Almost 30 property owners appeared for the open house at School 25. Each homeowner was able to receive individualized attention as FEMA experts looked up their properties and informed them what the changes mean. Many were delighted to learn about the revisions.
Junior Almonte, who has been living at 662 East 30th Street for 18 years, was pleased to learn about the revisions. He came to the event to secure a letter from FEMA to send to his mortgage company to reduce or eliminate the $1,400 he has been paying every year for flood insurance coverage.
“You’re going to have to wait until 2018,” remarked John Granata, owner of the John Granata Financial Services on 21st Avenue. “At least something is getting done. We have a remedy.” He said his property at 484 Summer Street was listed as being in a flood zone. He said his property floods due to sewer overflows.

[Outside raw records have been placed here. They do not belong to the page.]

//! hwcompat-core: Hardware Compatibility Rule Engine
//!
//! Decides which macOS releases a machine can run and which of its devices
//! have no driver, from a hardware profile produced by a hardware sniffer.
//!
//! ## Layer 1 - Rule Engine
//!
//! Focus: deterministic evaluation, one pure pass per category.
//!
//! ```ignore
//! use hwcompat_core::{check_compatibility, EngineConfig, HardwareProfile};
//! use hwcompat_data::ReferenceTables;
//!
//! let profile = HardwareProfile::from_json_str(&json)?;
//! let report = check_compatibility(&profile, &ReferenceTables::builtin(), &EngineConfig::default())?;
//! println!("{:?}", report.verdict.macos_version);
//! ```

pub mod config;
pub mod engine;
pub mod error;
pub mod evaluators;
pub mod obs;
pub mod profile;
pub mod rules;
pub mod state;
pub mod telemetry;
pub mod verdict;

pub use config::EngineConfig;
pub use engine::{check_compatibility, CompatibilityChecker};
pub use error::{CompatError, Result};
pub use profile::{
    category, AudioDevice, CpuInfo, DeviceMap, GpuDevice, HardwareProfile, InstructionSet,
    NetworkDevice, SdController, StorageController,
};
pub use state::{CompatState, CLOSED};
pub use telemetry::init_tracing;
pub use verdict::{CompatibilityReport, CompatibilityVerdict, VersionRange};

/// Library version
pub const VERSION: &str = env!("CARGO_PKG_VERSION");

Granata will have to decide whether to keep his flood insurance policy. He said the high risk designation negatively impacts property values and makes it difficult to sell. Ahmad Matari, who owns a number of properties throughout the city, said the map changes, once put into effect, will boost the value of his property at 762 Main Street by more than $70,000.
“We’ve been paying for years,” said Michael Lira, whose family owns 323 Buffalo Avenue. He said flood insurance costs him $1,800 per year. He said his family just renovated the entire property and won’t be dropping the flood insurance anytime soon.
Lira said he is happy to hear the designation change will mean reduced insurance costs.
“I like to be completely out of it,” added his mother, Marina Arevalo. Though the property has not flooded for almost two decades, “There’s still a risk,” said Lira. “When you think it’s not going to it happens.”
“We’ve never had a flood,” said Riad Hamdeh, who owns 326 Buffalo Avenue. He said the last owner lived at the property for 30 years and not once the property flooded. He has lived there for 10 years and has not experienced a flood.
Hamdeh said he too will keep his flood insurance. He was pleased to hear the revisions mean reduced insurance expenses.
Property owners like Granata have been complaining about paying flood insurance for almost a decade, but little was happening until 2015.
Andre Sayegh, 6th Ward councilman, said Pascrell urged the federal agency to review the city’s flood maps. “We worked hard to bring FEMA here and to revise the maps,” he said.
Martin said the congressman’s urging led to the agency to review the maps and make changes. Majority of the map changes are in the People’s Park, Sandy Hill, and Lackawanna sections.
Sayegh said the revisions amount to tax relief for property owners who have been hit with tax hikes over the years. “Anytime we can provide taxpayers with relief it’s a victory for fairness,” he said.